LEAPS: Options for the Long Term - Part 5
...continued from Part 4
An investor anticipates that the price of ZYX stock will rise during the next two years. This investor would like to profit from the increase without having to purchase shares of ZYX.
ZYX is currently trading at 50½ and a ZYX LEAPS call option, with a two-year expiration and a strike price of 50, is trading for a premium of 8½ or $850 per contract. The investor buys five contracts for a total cost of $4,250, which represents the total risk of the call position. The calls give the investor the right to buy 500 shares of ZYX between now and expiration at $50 per share regardless of how high the price of the stock rises.
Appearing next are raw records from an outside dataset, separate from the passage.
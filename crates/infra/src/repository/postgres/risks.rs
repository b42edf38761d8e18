use sqlx::postgres::PgRow;
use sqlx::{PgPool, Postgres, QueryBuilder, Row};
use tracing::{debug, instrument};
use uuid::Uuid;

use livelum_core::{CompanyId, CompanyScoped, Entity, SearchCriteria};
use livelum_risks::{Risk, RiskId, RiskRecord, RiskSearchCriteria, RiskSortField};

use super::{
    corrupt, count_rows, delete_from, like_pattern, map_sqlx_error, next_number_in, number_from_db,
    number_to_db, parse_label, push_company, push_order_and_window,
};
use crate::repository::{Repository, RepositoryResult, SequencedRepository};

const TABLE: &str = "risks";
const COLUMNS: &str = "id, company_id, number, title, description, probability, impact, status, \
                       owner_id, created_at, updated_at";

#[derive(Debug, Clone)]
pub struct PgRiskRepository {
    pool: PgPool,
}

impl PgRiskRepository {
    pub fn new(pool: PgPool) -> Self {
        Self { pool }
    }
}

fn push_filters(qb: &mut QueryBuilder<'_, Postgres>, criteria: &RiskSearchCriteria) {
    push_company(qb, criteria.company_id());
    if let Some(title) = criteria.title() {
        qb.push(" AND title ILIKE ").push_bind(like_pattern(title));
    }
    if let Some(status) = criteria.status() {
        qb.push(" AND status = ").push_bind(status.as_str());
    }
    if let Some(level) = criteria.level() {
        let (lo, hi) = level.score_range();
        qb.push(" AND probability * impact BETWEEN ")
            .push_bind(i16::from(lo))
            .push(" AND ")
            .push_bind(i16::from(hi));
    }
}

fn sort_column(field: RiskSortField) -> &'static str {
    match field {
        RiskSortField::Number => "number",
        RiskSortField::Title => "LOWER(title)",
        RiskSortField::Score => "probability * impact",
        RiskSortField::Status => "status",
        RiskSortField::CreatedAt => "created_at",
    }
}

fn rating_from_db(value: i16) -> RepositoryResult<u8> {
    u8::try_from(value).map_err(|_| corrupt(TABLE, format!("rating {value} out of range")))
}

fn risk_from_row(row: &PgRow) -> RepositoryResult<Risk> {
    let decode = |e: sqlx::Error| map_sqlx_error("decode risk", e);
    let record = RiskRecord {
        id: RiskId::from(row.try_get::<Uuid, _>("id").map_err(decode)?),
        company_id: CompanyId::from_uuid(row.try_get("company_id").map_err(decode)?),
        number: number_from_db(TABLE, row.try_get("number").map_err(decode)?)?,
        title: row.try_get("title").map_err(decode)?,
        description: row.try_get("description").map_err(decode)?,
        probability: rating_from_db(row.try_get("probability").map_err(decode)?)?,
        impact: rating_from_db(row.try_get("impact").map_err(decode)?)?,
        status: parse_label(TABLE, row.try_get::<&str, _>("status").map_err(decode)?)?,
        owner_id: row.try_get("owner_id").map_err(decode)?,
        created_at: row.try_get("created_at").map_err(decode)?,
        updated_at: row.try_get("updated_at").map_err(decode)?,
    };
    Risk::from_primitives(record).map_err(|e| corrupt(TABLE, e))
}

#[async_trait::async_trait]
impl Repository<Risk, RiskSearchCriteria> for PgRiskRepository {
    #[instrument(skip(self, risk), fields(id = %risk.id(), company_id = %risk.company_id()), err)]
    async fn save(&self, risk: &Risk) -> RepositoryResult<()> {
        let r = risk.to_primitives();
        sqlx::query(
            r#"
            INSERT INTO risks (
                id, company_id, number, title, description, probability, impact, status, owner_id,
                created_at, updated_at
            )
            VALUES ($1, $2, $3, $4, $5, $6, $7, $8, $9, $10, $11)
            ON CONFLICT (id) DO UPDATE SET
                company_id = EXCLUDED.company_id,
                number = EXCLUDED.number,
                title = EXCLUDED.title,
                description = EXCLUDED.description,
                probability = EXCLUDED.probability,
                impact = EXCLUDED.impact,
                status = EXCLUDED.status,
                owner_id = EXCLUDED.owner_id,
                updated_at = EXCLUDED.updated_at
            "#,
        )
        .bind(r.id.as_uuid())
        .bind(r.company_id.as_uuid())
        .bind(number_to_db(r.number)?)
        .bind(&r.title)
        .bind(&r.description)
        .bind(i16::from(r.probability))
        .bind(i16::from(r.impact))
        .bind(r.status.as_str())
        .bind(&r.owner_id)
        .bind(r.created_at)
        .bind(r.updated_at)
        .execute(&self.pool)
        .await
        .map_err(|e| map_sqlx_error("save_risk", e))?;
        debug!("risk saved");
        Ok(())
    }

    #[instrument(skip(self), fields(id = %id), err)]
    async fn find_by_id(&self, id: &RiskId) -> RepositoryResult<Option<Risk>> {
        let row = sqlx::query(&format!("SELECT {COLUMNS} FROM {TABLE} WHERE id = $1"))
            .bind(id.as_uuid())
            .fetch_optional(&self.pool)
            .await
            .map_err(|e| map_sqlx_error("find_risk", e))?;
        row.as_ref().map(risk_from_row).transpose()
    }

    #[instrument(skip(self), err)]
    async fn find_by_criteria(&self, criteria: &RiskSearchCriteria) -> RepositoryResult<Vec<Risk>> {
        let mut qb = QueryBuilder::<Postgres>::new(format!("SELECT {COLUMNS} FROM {TABLE} WHERE TRUE"));
        push_filters(&mut qb, criteria);
        push_order_and_window(
            &mut qb,
            sort_column(criteria.sort_by()),
            criteria.sort_order(),
            criteria.pagination(),
        );
        let rows = qb
            .build()
            .fetch_all(&self.pool)
            .await
            .map_err(|e| map_sqlx_error("search_risks", e))?;
        debug!(count = rows.len(), "risks found");
        rows.iter().map(risk_from_row).collect()
    }

    #[instrument(skip(self), err)]
    async fn count_by_criteria(&self, criteria: &RiskSearchCriteria) -> RepositoryResult<u64> {
        let mut qb = QueryBuilder::<Postgres>::new(format!("SELECT COUNT(*) FROM {TABLE} WHERE TRUE"));
        push_filters(&mut qb, criteria);
        count_rows(&self.pool, qb, "count_risks").await
    }

    #[instrument(skip(self), fields(id = %id), err)]
    async fn delete(&self, id: &RiskId) -> RepositoryResult<bool> {
        delete_from(&self.pool, TABLE, *id.as_uuid()).await
    }
}

#[async_trait::async_trait]
impl SequencedRepository<Risk, RiskSearchCriteria> for PgRiskRepository {
    #[instrument(skip(self), fields(company_id = %company_id), err)]
    async fn next_number(&self, company_id: CompanyId) -> RepositoryResult<u32> {
        next_number_in(&self.pool, TABLE, company_id).await
    }
}
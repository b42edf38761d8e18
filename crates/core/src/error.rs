//! Domain error model.

use thiserror::Error;

/// Result type used across the domain layer.
pub type DomainResult<T> = Result<T, DomainError>;

/// Domain-level error.
///
/// Keep this focused on deterministic, business/domain failures (validation,
/// invariants, conflicts). Storage failures belong to the repository layer.
///
/// Validation messages are user-facing and shown verbatim by the frontend.
#[derive(Debug, Error, Clone, PartialEq, Eq)]
pub enum DomainError {
    /// A value failed validation (e.g. a required field is blank).
    #[error("{0}")]
    Validation(String),

    /// A domain invariant was violated.
    #[error("invariant violated: {0}")]
    InvariantViolation(String),

    /// An identifier was invalid (e.g. parse failure).
    #[error("invalid identifier: {0}")]
    InvalidId(String),

    /// A requested record was not found.
    #[error("not found")]
    NotFound,

    /// A uniqueness rule was violated.
    #[error("conflict: {0}")]
    Conflict(String),
}

impl DomainError {
    pub fn validation(msg: impl Into<String>) -> Self {
        Self::Validation(msg.into())
    }

    pub fn invariant(msg: impl Into<String>) -> Self {
        Self::InvariantViolation(msg.into())
    }

    pub fn invalid_id(msg: impl Into<String>) -> Self {
        Self::InvalidId(msg.into())
    }

    pub fn conflict(msg: impl Into<String>) -> Self {
        Self::Conflict(msg.into())
    }

    pub fn not_found() -> Self {
        Self::NotFound
    }
}

/// Fail with a validation error when `value` is blank.
pub fn require_text(value: &str, message: &str) -> DomainResult<()> {
    if value.trim().is_empty() {
        return Err(DomainError::validation(message));
    }
    Ok(())
}

/// Fail with a validation error when a sequence number is below 1.
pub fn require_positive_number(number: u32, message: &str) -> DomainResult<()> {
    if number < 1 {
        return Err(DomainError::validation(message));
    }
    Ok(())
}

/// Fail with a validation error when the company reference is missing (nil).
pub fn require_company(company_id: crate::CompanyId, message: &str) -> DomainResult<()> {
    if company_id.as_uuid().is_nil() {
        return Err(DomainError::validation(message));
    }
    Ok(())
}
use std::sync::Arc;

use axum::extract::rejection::{JsonRejection, QueryRejection};
use axum::extract::{Extension, Path, Query};
use axum::http::StatusCode;
use axum::routing::{get, patch, post};
use axum::{Json, Router};

use livelum_objectives::{ObjectiveId, ObjectiveStatus};

use crate::app::routes::common::{self, HandlerResult};
use crate::app::services::AppServices;
use crate::app::{dto, errors};

pub fn router() -> Router {
    Router::new()
        .route("/", post(create_objective).get(list_objectives))
        .route("/:id", get(get_objective).put(update_objective).delete(delete_objective))
        .route("/:id/status", patch(change_objective_status))
}

pub async fn create_objective(
    Extension(services): Extension<Arc<AppServices>>,
    body: Result<Json<dto::CreateObjectiveRequest>, JsonRejection>,
) -> HandlerResult {
    let body = common::body(body)?;
    let objective = common::service(services.objectives.create(body.into()).await)?;
    Ok(errors::ok(
        StatusCode::CREATED,
        dto::ObjectiveResponse::from(&objective),
        Some("Objetivo creado exitosamente"),
    ))
}

pub async fn list_objectives(
    Extension(services): Extension<Arc<AppServices>>,
    query: Result<Query<dto::ObjectiveListQuery>, QueryRejection>,
) -> HandlerResult {
    let criteria = common::criteria(common::query(query)?.into_criteria())?;
    let page = common::service(services.objectives.search(criteria).await)?;
    let items = page.items.iter().map(dto::ObjectiveResponse::from).collect::<Vec<_>>();
    Ok(errors::ok_page(items, page.total))
}

pub async fn get_objective(
    Extension(services): Extension<Arc<AppServices>>,
    Path(id): Path<String>,
) -> HandlerResult {
    let id: ObjectiveId = common::parse_id(&id)?;
    let objective = common::service(services.objectives.get(id).await)?;
    Ok(errors::ok(StatusCode::OK, dto::ObjectiveResponse::from(&objective), None))
}

pub async fn update_objective(
    Extension(services): Extension<Arc<AppServices>>,
    Path(id): Path<String>,
    body: Result<Json<dto::UpdateObjectiveRequest>, JsonRejection>,
) -> HandlerResult {
    let id: ObjectiveId = common::parse_id(&id)?;
    let body = common::body(body)?;
    let objective = common::service(services.objectives.update(id, body.into()).await)?;
    Ok(errors::ok(
        StatusCode::OK,
        dto::ObjectiveResponse::from(&objective),
        Some("Objetivo actualizado exitosamente"),
    ))
}

pub async fn change_objective_status(
    Extension(services): Extension<Arc<AppServices>>,
    Path(id): Path<String>,
    body: Result<Json<dto::StatusRequest<ObjectiveStatus>>, JsonRejection>,
) -> HandlerResult {
    let id: ObjectiveId = common::parse_id(&id)?;
    let body = common::body(body)?;
    let objective = common::service(services.objectives.change_status(id, body.status).await)?;
    Ok(errors::ok(
        StatusCode::OK,
        dto::ObjectiveResponse::from(&objective),
        Some("Estado del objetivo actualizado"),
    ))
}

pub async fn delete_objective(
    Extension(services): Extension<Arc<AppServices>>,
    Path(id): Path<String>,
) -> HandlerResult {
    let id: ObjectiveId = common::parse_id(&id)?;
    common::service(services.objectives.delete(id).await)?;
    Ok(errors::ok_message("Objetivo eliminado exitosamente"))
}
To be profitable, though, at expiration, the stock must be trading for more than 58½, the total of the option premium (8½) and the strike price of 50. The buyer's maximum loss from this strategy is equal to the total cost of the options or $4,250. The break-even point for this strategy is 58½.
The following are possible outcomes of this strategy at expiration:
Stock Above the Break-Even Point
If ZYX advances to 65 at expiration, the LEAPS will have a value of approximately 15 (the stock price of 65 less the strike price of 50). The investor may choose to exercise the calls and take delivery of the stock at a price of 50, or may sell the LEAPS calls for a profit.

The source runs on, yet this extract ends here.